====== Extracted information

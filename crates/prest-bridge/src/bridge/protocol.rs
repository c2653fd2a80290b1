//! Wire protocol spoken with the core over its stdin/stdout.
//!
//! A request is the operation name as a string followed by the request payload.
//! The core answers with a stream of [`Message`]s: any number of `Progress` and
//! `Log` messages, terminated by exactly one `AnswerFollows` (response payload
//! follows) or `Error`.

use std::io::{Read, Write};

use thiserror::Error;

use crate::codec::{
    BytesCodec, Codec, CodecError, Record, StrCodec, TaggedUnion, UnitCodec, VarintCodec,
    mapped, record_of,
};
use crate::progress::{Cancelled, ProgressTracker};

/// Operation name that asks the core to exit.
pub const QUIT: &str = "quit";

/// Target under which core log messages are re-emitted.
pub const CORE_LOG_TARGET: &str = "prest::core";

#[derive(Debug, Clone, Copy, PartialEq, Eq)]
pub enum LogLevel {
    Debug,
    Info,
    Warn,
    Error,
}

impl LogLevel {
    /// Unknown codes are treated as `Info`.
    pub fn from_code(code: u64) -> Self {
        match code {
            0 => Self::Debug,
            1 => Self::Info,
            2 => Self::Warn,
            3 => Self::Error,
            _ => Self::Info,
        }
    }

    pub fn code(self) -> u64 {
        match self {
            Self::Debug => 0,
            Self::Info => 1,
            Self::Warn => 2,
            Self::Error => 3,
        }
    }
}

/// Failure reported by the core for one call. The connection stays usable.
#[derive(Debug, Clone, PartialEq, Eq, Error)]
#[error("{message}")]
pub struct RemoteFailure {
    pub message: String,
    /// Opaque details attached by the core.
    pub extra: Vec<u8>,
}

impl Record for RemoteFailure {
    const NAME: &'static str = "Error";
    const FIELDS: &'static [&'static str] = &["message", "extra"];

    type Fields = (String, Vec<u8>);

    fn from_fields((message, extra): Self::Fields) -> Self {
        Self { message, extra }
    }

    fn to_fields(&self) -> Self::Fields {
        (self.message.clone(), self.extra.clone())
    }
}

#[derive(Debug, Clone, PartialEq, Eq)]
pub struct LogRecord {
    pub level: LogLevel,
    pub message: String,
}

impl Record for LogRecord {
    const NAME: &'static str = "Log";
    const FIELDS: &'static [&'static str] = &["level", "message"];

    type Fields = (LogLevel, String);

    fn from_fields((level, message): Self::Fields) -> Self {
        Self { level, message }
    }

    fn to_fields(&self) -> Self::Fields {
        (self.level, self.message.clone())
    }
}

/// One message on the core's stdout.
#[derive(Debug, Clone, PartialEq, Eq)]
pub enum Message {
    Progress(u64),
    AnswerFollows,
    Error(RemoteFailure),
    Log(LogRecord),
}

/// Outcome of a single request/response exchange, before it is mapped onto the
/// connection state.
#[derive(Debug, Error)]
pub enum ExchangeError {
    /// The stream ended or broke. The core is gone.
    #[error("connection closed: {0}")]
    Closed(#[source] CodecError),

    #[error("malformed response: {0}")]
    Malformed(#[source] CodecError),

    #[error(transparent)]
    Remote(RemoteFailure),

    #[error(transparent)]
    Cancelled(#[from] Cancelled),
}

impl ExchangeError {
    fn from_codec(e: CodecError) -> Self {
        if e.is_disconnect() {
            Self::Closed(e)
        } else {
            Self::Malformed(e)
        }
    }
}

/// Receives what the core reports while a call is in flight.
pub trait CallObserver {
    /// Returning `Err` aborts the call.
    fn progress(&mut self, position: u64) -> Result<(), Cancelled>;

    fn log(&mut self, record: &LogRecord) {
        forward_core_log(record);
    }
}

impl CallObserver for ProgressTracker {
    fn progress(&mut self, position: u64) -> Result<(), Cancelled> {
        self.set_position(position)
    }
}

/// Re-emit a core log message as a tracing event.
pub fn forward_core_log(record: &LogRecord) {
    let message = record.message.as_str();
    match record.level {
        LogLevel::Debug => tracing::debug!(target: CORE_LOG_TARGET, "{message}"),
        LogLevel::Info => tracing::info!(target: CORE_LOG_TARGET, "{message}"),
        LogLevel::Warn => tracing::warn!(target: CORE_LOG_TARGET, "{message}"),
        LogLevel::Error => tracing::error!(target: CORE_LOG_TARGET, "{message}"),
    }
}

/// Message codec plus the request/response loop.
#[derive(Debug)]
pub struct Protocol {
    messages: TaggedUnion<Message>,
}

impl Protocol {
    pub fn new() -> Result<Self, CodecError> {
        let level = mapped(VarintCodec, LogLevel::from_code, |l: &LogLevel| l.code());
        let messages = TaggedUnion::<Message>::builder("Message")
            .variant(0, VarintCodec, Message::Progress, |m| match m {
                Message::Progress(position) => Some(position),
                _ => None,
            })
            .variant(1, UnitCodec, |()| Message::AnswerFollows, |m| {
                matches!(m, Message::AnswerFollows).then_some(&())
            })
            .variant(
                2,
                record_of::<RemoteFailure, _>((StrCodec, BytesCodec))?,
                Message::Error,
                |m| match m {
                    Message::Error(failure) => Some(failure),
                    _ => None,
                },
            )
            .variant(
                3,
                record_of::<LogRecord, _>((level, StrCodec))?,
                Message::Log,
                |m| match m {
                    Message::Log(record) => Some(record),
                    _ => None,
                },
            )
            .build()?;
        Ok(Self { messages })
    }

    pub fn messages(&self) -> &TaggedUnion<Message> {
        &self.messages
    }

    /// Write `operation` and its pre-encoded payload, then flush.
    pub fn write_request(
        &self,
        sink: &mut dyn Write,
        operation: &str,
        payload: &[u8],
    ) -> Result<(), CodecError> {
        StrCodec.encode_str(sink, operation)?;
        sink.write_all(payload)?;
        sink.flush()?;
        Ok(())
    }

    /// Consume messages until the call terminates; decode the answer with `codec`.
    pub fn read_response<C: Codec + ?Sized>(
        &self,
        source: &mut dyn Read,
        codec: &C,
        observer: &mut dyn CallObserver,
    ) -> Result<C::Value, ExchangeError> {
        loop {
            let message = self
                .messages
                .decode(source)
                .map_err(ExchangeError::from_codec)?;
            match message {
                Message::Progress(position) => {
                    tracing::trace!(position, "progress");
                    observer.progress(position)?;
                }
                Message::Log(record) => observer.log(&record),
                Message::AnswerFollows => {
                    return codec.decode(source).map_err(ExchangeError::from_codec);
                }
                Message::Error(failure) => return Err(ExchangeError::Remote(failure)),
            }
        }
    }

    /// One full request/response exchange.
    pub fn exchange<C: Codec + ?Sized>(
        &self,
        sink: &mut dyn Write,
        source: &mut dyn Read,
        operation: &str,
        payload: &[u8],
        codec: &C,
        observer: &mut dyn CallObserver,
    ) -> Result<C::Value, ExchangeError> {
        self.write_request(sink, operation, payload)
            .map_err(ExchangeError::from_codec)?;
        self.read_response(source, codec, observer)
    }
}

#[cfg(test)]
mod tests {
    use super::*;
    use crate::progress::CancellationToken;
    use std::io::Cursor;

    #[derive(Default)]
    struct Recorder {
        events: Vec<String>,
        cancel_at: Option<u64>,
    }

    impl CallObserver for Recorder {
        fn progress(&mut self, position: u64) -> Result<(), Cancelled> {
            if self.cancel_at == Some(position) {
                return Err(Cancelled);
            }
            self.events.push(format!("progress {position}"));
            Ok(())
        }

        fn log(&mut self, record: &LogRecord) {
            self.events
                .push(format!("log {:?} {}", record.level, record.message));
        }
    }

    fn stream(protocol: &Protocol, messages: &[Message], tail: &[u8]) -> Cursor<Vec<u8>> {
        let mut bytes = Vec::new();
        for m in messages {
            protocol.messages().encode(&mut bytes, m).unwrap();
        }
        bytes.extend_from_slice(tail);
        Cursor::new(bytes)
    }

    #[test]
    fn progress_and_logs_arrive_in_order_before_answer() {
        let protocol = Protocol::new().unwrap();
        let answer = VarintCodec.encode_to_vec(&42).unwrap();
        let mut source = stream(
            &protocol,
            &[
                Message::Progress(1),
                Message::Log(LogRecord {
                    level: LogLevel::Warn,
                    message: "hi".into(),
                }),
                Message::Progress(2),
                Message::AnswerFollows,
            ],
            &answer,
        );

        let mut recorder = Recorder::default();
        let value = protocol
            .read_response(&mut source, &VarintCodec, &mut recorder)
            .unwrap();
        assert_eq!(value, 42);
        assert_eq!(
            recorder.events,
            vec!["progress 1", "log Warn hi", "progress 2"]
        );
    }

    #[test]
    fn remote_error_is_reported_verbatim() {
        let protocol = Protocol::new().unwrap();
        let mut source = stream(
            &protocol,
            &[Message::Error(RemoteFailure {
                message: "boom".into(),
                extra: vec![1, 2],
            })],
            &[],
        );
        let err = protocol
            .read_response(&mut source, &VarintCodec, &mut Recorder::default())
            .unwrap_err();
        let failure = match err {
            ExchangeError::Remote(failure) => failure,
            other => panic!("expected remote failure, got {other:?}"),
        };
        assert_eq!(failure.to_string(), "boom");
        assert_eq!(failure.extra, vec![1, 2]);
    }

    #[test]
    fn immediate_eof_means_closed() {
        let protocol = Protocol::new().unwrap();
        let err = protocol
            .read_response(&mut Cursor::new(Vec::<u8>::new()), &VarintCodec, &mut Recorder::default())
            .unwrap_err();
        assert!(matches!(err, ExchangeError::Closed(CodecError::Eof)));
    }

    #[test]
    fn eof_inside_answer_means_closed() {
        let protocol = Protocol::new().unwrap();
        let mut source = stream(&protocol, &[Message::AnswerFollows], &[]);
        let err = protocol
            .read_response(&mut source, &StrCodec, &mut Recorder::default())
            .unwrap_err();
        assert!(matches!(err, ExchangeError::Closed(_)));
    }

    #[test]
    fn unknown_tag_is_malformed() {
        let protocol = Protocol::new().unwrap();
        let err = protocol
            .read_response(&mut Cursor::new(vec![9]), &VarintCodec, &mut Recorder::default())
            .unwrap_err();
        let inner = match err {
            ExchangeError::Malformed(inner) => inner,
            other => panic!("expected malformed, got {other:?}"),
        };
        insta::assert_snapshot!(inner.to_string(), @"cannot decode enum tag: Message/9");
    }

    #[test]
    fn observer_cancellation_stops_the_loop() {
        let protocol = Protocol::new().unwrap();
        let mut source = stream(
            &protocol,
            &[Message::Progress(1), Message::Progress(2), Message::AnswerFollows],
            &[0],
        );
        let mut recorder = Recorder {
            cancel_at: Some(2),
            ..Default::default()
        };
        let err = protocol
            .read_response(&mut source, &VarintCodec, &mut recorder)
            .unwrap_err();
        assert!(matches!(err, ExchangeError::Cancelled(_)));
        assert_eq!(recorder.events, vec!["progress 1"]);
    }

    #[test]
    fn cancelled_tracker_aborts_on_progress() {
        let protocol = Protocol::new().unwrap();
        let mut source = stream(&protocol, &[Message::Progress(5)], &[]);
        let token = CancellationToken::new();
        token.cancel();
        let mut tracker = ProgressTracker::new(token);
        let err = protocol
            .read_response(&mut source, &VarintCodec, &mut tracker)
            .unwrap_err();
        assert!(matches!(err, ExchangeError::Cancelled(_)));
    }

    #[test]
    fn request_is_operation_then_payload() {
        let protocol = Protocol::new().unwrap();
        let mut sink = Vec::new();
        let payload = StrCodec.encode_to_vec(&"hi".to_string()).unwrap();
        protocol.write_request(&mut sink, "echo", &payload).unwrap();
        assert_eq!(sink, b"\x04echo\x02hi");
    }

    #[test]
    fn unknown_log_level_reads_as_info() {
        let protocol = Protocol::new().unwrap();
        // tag 3, level 7, message "x"
        let decoded = protocol
            .messages()
            .decode_from_slice(&[3, 7, 1, b'x'])
            .unwrap();
        assert_eq!(
            decoded,
            Message::Log(LogRecord {
                level: LogLevel::Info,
                message: "x".into()
            })
        );
    }

    #[test]
    fn message_wire_bytes() {
        let protocol = Protocol::new().unwrap();
        let bytes = protocol
            .messages()
            .encode_to_vec(&Message::Error(RemoteFailure {
                message: "no".into(),
                extra: vec![],
            }))
            .unwrap();
        assert_eq!(bytes, vec![2, 2, b'n', b'o', 0]);
    }
}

============

Required action:
Some lines in the material contain "static". Show all of them.

Finished task:
    const NAME: &'static str = "Error";
    const FIELDS: &'static [&'static str] = &["message", "extra"];
    const NAME: &'static str = "Log";
    const FIELDS: &'static [&'static str] = &["level", "message"];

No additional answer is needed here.